Genomic Analysis of a Novel Torradovirus "Rehmannia Torradovirus Virus": Two Distinct Variants Infecting Rehmannia glutinosa
- PMID: 39203485
- PMCID: PMC11356386
- DOI: 10.3390/microorganisms12081643
Genomic Analysis of a Novel Torradovirus "Rehmannia Torradovirus Virus": Two Distinct Variants Infecting Rehmannia glutinosa
Abstract
Rehmannia glutinosa, a crucial medicinal plant native to China, is extensively cultivated across East Asia. We used high-throughput sequencing to identify viruses infecting R. glutinosa with mosaic, leaf yellowing, and necrotic symptoms. A novel Torradovirus, which we tentatively named "Rehmannia torradovirus virus" (ReTV), was identified. The complete sequences were obtained through reverse-transcription polymerase chain reaction (RT-PCR), 5' and 3' rapid amplification of cDNA ends, and Sanger sequencing. The amino acid sequence alignment between the ReTV-52 isolate and known Torradovirus species in the Pro-Pol and coat protein regions were 51.3-73.3% and 37.1-68.1%, respectively. Meanwhile, the amino acid sequence alignment between the ReTV-8 isolate and known Torradovirus species in the Pro-Pol and coat protein regions were 52.7-72.8% and 36.8-67.5%, respectively.

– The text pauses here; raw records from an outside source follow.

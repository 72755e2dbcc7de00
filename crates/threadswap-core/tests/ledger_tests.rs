// Rust guideline compliant 2026-10-19

//! Tests for ledger summaries and the consistency audit.

use std::fs;
use tempfile::TempDir;
use threadswap_core::ledger::{self, Severity};
use threadswap_core::{
    Category, Condition, FileStore, Item, ItemDraft, ItemStatus, MemoryStore, Posting, Role, Size,
    Store, TransactionKind, UserAccount,
};

fn user(id: &str, username: &str, opening: i64) -> UserAccount {
    UserAccount {
        id: id.to_string(),
        username: username.to_string(),
        role: Role::User,
        points: opening,
        opening_balance: opening,
        active: true,
        created_at: 1000,
    }
}

fn item(id: &str, owner: &str, condition: Condition) -> Item {
    let draft = ItemDraft {
        title: "Linen shirt".to_string(),
        description: "Loose fit linen shirt".to_string(),
        category: Category::Tops,
        item_type: "shirt".to_string(),
        size: Size::L,
        condition,
        color: "white".to_string(),
        brand: Some("Acme".to_string()),
        location: Some("Lisbon".to_string()),
        tags: vec!["summer".to_string()],
    };
    Item::from_draft(
        id.to_string(),
        owner.to_string(),
        draft,
        vec!["shirt.jpg".to_string()],
        1000,
    )
    .expect("valid item")
}

fn consistent_store<S: Store>(store: &S) -> String {
    store
        .transact(|tx| {
            tx.insert_user(user("usr-00000001", "alice", 0))?;
            tx.insert_user(user("usr-00000002", "bob", 30))?;

            let mut listed = item("itm-00000001", "usr-00000001", Condition::Fair);
            listed.status = ItemStatus::Available;
            listed.approved_at = Some(1100);
            tx.put_item(listed)?;
            tx.post_points(
                Posting::new("usr-00000001", TransactionKind::Earned, 50, "Approved")
                    .with_item("itm-00000001"),
                1100,
            )?;
            tx.post_points(
                Posting::new("usr-00000002", TransactionKind::Bonus, 30, "Top up"),
                1200,
            )?;
            let spent = tx.post_points(
                Posting::new("usr-00000002", TransactionKind::Spent, -50, "Redeemed")
                    .with_item("itm-00000001"),
                1300,
            )?;
            Ok(spent.id)
        })
        .expect("seed")
}

#[test]
fn test_consistent_store_has_no_findings() {
    let store = MemoryStore::new();
    consistent_store(&store);
    let findings = ledger::audit(&store.snapshot().unwrap());
    assert!(findings.is_empty(), "Unexpected findings: {:?}", findings);
}

#[test]
fn test_summary_totals() {
    let store = MemoryStore::new();
    let spent_id = consistent_store(&store);
    store
        .transact(|tx| {
            tx.post_points(
                Posting::new("usr-00000002", TransactionKind::Refund, 50, "Refund")
                    .with_related(spent_id.clone()),
                1400,
            )
        })
        .unwrap();

    let snapshot = store.snapshot().unwrap();
    let summary = ledger::summarize(&snapshot, "usr-00000002");
    assert_eq!(summary.total_earned, 30);
    assert_eq!(summary.total_spent, 50);
    assert_eq!(summary.total_refunded, 50);
    assert_eq!(summary.net, 30);
    assert_eq!(summary.entries, 3);

    assert!(ledger::refund_of(&snapshot, &spent_id).is_some());
    assert!(ledger::audit(&snapshot).is_empty());
}

#[test]
fn test_double_refund_is_reported() {
    let store = MemoryStore::new();
    let spent_id = consistent_store(&store);
    store
        .transact(|tx| {
            for ts in [1400, 1500] {
                tx.post_points(
                    Posting::new("usr-00000002", TransactionKind::Refund, 50, "Refund")
                        .with_related(spent_id.clone()),
                    ts,
                )?;
            }
            Ok(())
        })
        .unwrap();

    let findings = ledger::audit(&store.snapshot().unwrap());
    assert!(findings
        .iter()
        .any(|f| f.message.contains("refunded more than once")));
}

#[test]
fn test_orphan_reservation_is_reported() {
    let store = MemoryStore::new();
    store
        .transact(|tx| {
            tx.insert_user(user("usr-00000001", "alice", 0))?;
            let mut held = item("itm-00000002", "usr-00000001", Condition::Worn);
            held.status = ItemStatus::Reserved;
            tx.put_item(held)
        })
        .unwrap();

    let findings = ledger::audit(&store.snapshot().unwrap());
    assert_eq!(findings.len(), 1);
    assert_eq!(findings[0].severity, Severity::Error);
    assert_eq!(findings[0].subject, "itm-00000002");
    assert!(findings[0].message.contains("reserved"));
}

#[test]
fn test_tampered_file_is_reported() {
    let temp_dir = TempDir::new().expect("Failed to create temp dir");
    let store = FileStore::in_dir(temp_dir.path()).expect("Failed to create store");
    consistent_store(&store);

    let content = fs::read_to_string(store.path()).unwrap();
    let tampered = content
        .replace("\"point_value\":50", "\"point_value\":90")
        .replace("\"points\":10,", "\"points\":500,");
    fs::write(store.path(), tampered).unwrap();

    let findings = ledger::audit(&store.snapshot().unwrap());
    assert!(findings
        .iter()
        .any(|f| f.subject == "itm-00000001" && f.message.contains("does not match condition")));
    assert!(findings
        .iter()
        .any(|f| f.subject == "usr-00000002" && f.message.contains("ledger sums to")));
}

#[test]
fn test_approved_item_without_earned_entry() {
    let store = MemoryStore::new();
    store
        .transact(|tx| {
            tx.insert_user(user("usr-00000001", "alice", 0))?;
            let mut listed = item("itm-00000003", "usr-00000001", Condition::Good);
            listed.status = ItemStatus::Available;
            listed.approved_at = Some(1100);
            tx.put_item(listed)
        })
        .unwrap();

    let findings = ledger::audit(&store.snapshot().unwrap());
    assert!(findings
        .iter()
        .any(|f| f.message.contains("0 earned entries")));
}

#[test]
fn test_overflowing_ledger_is_reported() {
    let temp_dir = TempDir::new().expect("Failed to create temp dir");
    let store = FileStore::in_dir(temp_dir.path()).expect("Failed to create store");
    consistent_store(&store);
    store
        .transact(|tx| {
            tx.post_points(
                Posting::new("usr-00000001", TransactionKind::Bonus, i64::MAX - 50, "Jackpot"),
                1400,
            )
        })
        .unwrap();

    let content = fs::read_to_string(store.path()).unwrap();
    assert!(content.contains("\"amount\":50,"));
    fs::write(
        store.path(),
        content.replace("\"amount\":50,", "\"amount\":100,"),
    )
    .unwrap();

    let snapshot = store.snapshot().unwrap();
    let summary = ledger::summarize(&snapshot, "usr-00000001");
    assert_eq!(summary.total_earned, i64::MAX);
    assert_eq!(summary.net, i64::MAX);

    let findings = ledger::audit(&snapshot);
    assert!(findings.iter().any(|f| f.subject == "usr-00000001"
        && f.severity == Severity::Error
        && f.message.contains("overflows")));
}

The sequence analysis classified ten ReTV strains into two variants. The ReTV-52 genome has two RNA segments of 6939 and 4569 nucleotides, while that of ReTV-8 consists of two RNA segments containing 6889 and 4662 nucleotides. Sequence comparisons and phylogenetic analysis showed ReTV strains clustered within the Torradovirus, exhibiting the closet relation to the squash chlorotic leaf spot virus. The RT-PCR results showed a 100% ReTV detection rate in all 60 R. glutinosa samples. Therefore, ReTV should be classified as a novel Torradovirus species. ReTV is potentially dangerous to R. glutinosa, and necessitating monitoring this virus in the field.
Keywords: Rehmannia glutinosa; Rehmannia torradovirus virus; Torradoviruses; high-throughput sequencing; phylogenetic relationship; sequence comparison.
Conflict of interest statement
The authors declare no conflicts of interest.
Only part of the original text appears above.